確かに、匿名であることと透明であることはよく似ている。誰か分からず、どこにいるかも分からず、ただ結果だけがそこにあるように見える。そしてその結果というヤツは、たいてい悪意にまみれている。
そこまで考えて私はふと思った。「そういえば、透明人間は全裸だった」と。
そう、透明人間は確か全裸だったはずである。着ていた服までは透明化していなかった。透明であることを有効利用するためには、全裸になるしかなかったのである。
透明であることは確かに恐るべき能力だ。だが全裸である。しかし全裸である。誰がなんと言おうと全裸である! 彼は確か、全裸で街を疾走していた……。
全裸全裸全裸全裸全裸全裸全裸全裸全裸全裸全裸全裸全裸全裸全裸全裸全裸全裸全裸全裸全裸全裸全裸全裸全裸全裸全裸全裸全裸全裸全裸全裸全裸全裸全裸全裸全裸全裸全裸全裸全裸全裸全裸全裸全裸全裸全裸全裸……。
――――うぉっほん!!
確かに、匿名性を利用して誹謗・中傷を述べることは、透明人間が目に見えないのをいいことに悪事を働くのに似ている。
そして私はこうも思うのだ。匿名性をいいことに誹謗・中傷を述べることは、透明であるからと言って全裸で街を疾走するくらい恥ずかしいことなのだ、と。
確かに彼は、人の目には見えないかもしれない。しかし彼が全裸であることは、他ならぬ彼自身が最もよく分かっている。

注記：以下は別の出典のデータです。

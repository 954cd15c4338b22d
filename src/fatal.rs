//! Fatal precondition handling.
//!
//! Precondition violations (writing past a buffer's capacity, looking up a
//! removed material, building commands twice in one frame, ...) are caller
//! bugs. They are logged together with the call site and a backtrace and
//! then terminate the frame loop. Release builds are compiled with
//! `panic = "abort"`, so the process exits right there.

use std::{backtrace::Backtrace, fmt, panic::Location};

/// Terminate with a diagnostic when `$cond` does not hold.
///
/// ```should_panic
/// let capacity = 16;
/// defer_ngin::require!(capacity >= 32, "buffer is too small: {} bytes", capacity);
/// ```
#[macro_export]
macro_rules! require {
    ($cond:expr, $($arg:tt)+) => {
        if !$cond {
            $crate::fatal::die(format_args!($($arg)+))
        }
    };
}

#[cold]
#[track_caller]
pub fn die(message: fmt::Arguments<'_>) -> ! {
    let location = Location::caller();
    log::error!("{message} (at {location})");
    log::error!("{}", Backtrace::force_capture());
    panic!("{message}");
}
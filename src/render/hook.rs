//! Post-render hooks.
//!
//! A hook is injected when the renderer is built and runs every frame
//! after the present blit, before the frame's commands are submitted. It
//! can record extra passes (debug overlays, inspection tools) into the
//! same encoder and edit the scene for the next frame.

use std::time::Duration;

use instant::Instant;

use crate::data_structures::scene::Scene;

pub struct FrameInfo<'a> {
    pub device: &'a wgpu::Device,
    pub queue: &'a wgpu::Queue,
    pub encoder: &'a mut wgpu::CommandEncoder,
    /// The view the frame was presented into.
    pub view: &'a wgpu::TextureView,
    pub frame_index: u64,
    pub width: u32,
    pub height: u32,
}

pub trait PostRender {
    fn post_render(&mut self, frame: FrameInfo<'_>, scene: &mut Scene);
}

impl<F> PostRender for F
where
    F: FnMut(FrameInfo<'_>, &mut Scene),
{
    fn post_render(&mut self, frame: FrameInfo<'_>, scene: &mut Scene) {
        self(frame, scene)
    }
}

/// Logs the frame rate and entity count every `interval`.
pub struct FrameStats {
    interval: Duration,
    window_start: Instant,
    frames: u32,
}

impl FrameStats {
    pub fn new(interval: Duration) -> Self {
        Self {
            interval,
            window_start: Instant::now(),
            frames: 0,
        }
    }
}

impl Default for FrameStats {
    fn default() -> Self {
        Self::new(Duration::from_secs(5))
    }
}

impl PostRender for FrameStats {
    fn post_render(&mut self, frame: FrameInfo<'_>, scene: &mut Scene) {
        self.frames += 1;
        let elapsed = self.window_start.elapsed();
        if elapsed >= self.interval {
            log::info!(
                "frame {}: {:.1} fps, {} entities, {}x{}",
                frame.frame_index,
                self.frames as f64 / elapsed.as_secs_f64(),
                scene.entities.len(),
                frame.width,
                frame.height
            );
            self.frames = 0;
            self.window_start = Instant::now();
        }
    }
}
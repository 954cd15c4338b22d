use crate::{
    buffers::MirroredBuffer,
    data_structures::mesh::{MeshData, Vertex},
    device::{BufferRole, GraphicsDevice},
};

/// A mesh's slice of the shared vertex and index arenas.
#[derive(Clone, Copy, Debug, Default, PartialEq, Eq, Hash)]
pub struct MeshView {
    pub index_offset: u32,
    pub index_count: u32,
    pub vertex_offset: u32,
    pub vertex_count: u32,
}

/// Append-only vertex and index arenas shared by every mesh.
///
/// Meshes are never removed; the arenas live as long as the table.
pub struct MeshTable<D: GraphicsDevice> {
    vertices: MirroredBuffer<Vertex, D>,
    indices: MirroredBuffer<u32, D>,
}

impl<D: GraphicsDevice> MeshTable<D> {
    pub fn new(device: D) -> Self {
        Self {
            vertices: MirroredBuffer::new(device.clone(), BufferRole::Vertex, "vertex_mesh_data"),
            indices: MirroredBuffer::new(device, BufferRole::Index, "index_mesh_data"),
        }
    }

    /// Append a mesh's streams. The returned offsets are the arena sizes
    /// right before the call.
    pub fn load(&mut self, mesh: &MeshData) -> MeshView {
        let vertices = self.vertices.append(&mesh.vertices);
        let indices = self.indices.append(&mesh.indices);
        let view = MeshView {
            index_offset: indices.start as u32,
            index_count: indices.len() as u32,
            vertex_offset: vertices.start as u32,
            vertex_count: vertices.len() as u32,
        };
        log::debug!("Loaded {mesh} as {view:?}");
        view
    }

    pub fn vertices(&self, view: MeshView) -> &[Vertex] {
        let start = view.vertex_offset as usize;
        &self.vertices.as_slice()[start..start + view.vertex_count as usize]
    }

    pub fn indices(&self, view: MeshView) -> &[u32] {
        let start = view.index_offset as usize;
        &self.indices.as_slice()[start..start + view.index_count as usize]
    }

    pub fn vertex_count(&self) -> usize {
        self.vertices.len()
    }

    pub fn index_count(&self) -> usize {
        self.indices.len()
    }

    pub fn vertex_buffer(&self) -> &D::Buffer {
        self.vertices.buffer().raw()
    }

    pub fn index_buffer(&self) -> &D::Buffer {
        self.indices.buffer().raw()
    }

    pub fn vertex_arena(&self) -> &MirroredBuffer<Vertex, D> {
        &self.vertices
    }

    pub fn index_arena(&self) -> &MirroredBuffer<u32, D> {
        &self.indices
    }
}

impl<D: GraphicsDevice> std::fmt::Display for MeshTable<D> {
    fn fmt(&self, f: &mut std::fmt::Formatter<'_>) -> std::fmt::Result {
        write!(
            f,
            "Mesh table: vertex count {}, index count {}",
            self.vertex_count(),
            self.index_count()
        )
    }
}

ネット上に無責任な誹謗・中傷を書き込みたくなった時には思い出して欲しい。
ぶいぶい言わせている透明人間も実は全裸なのだ、と。
そして彼自身、ある時ふと自分が全裸であることを思い出し、そして自分がやったことを思い出して、あまりの恥ずかしさに頭を抱えて身悶えしているに違いない。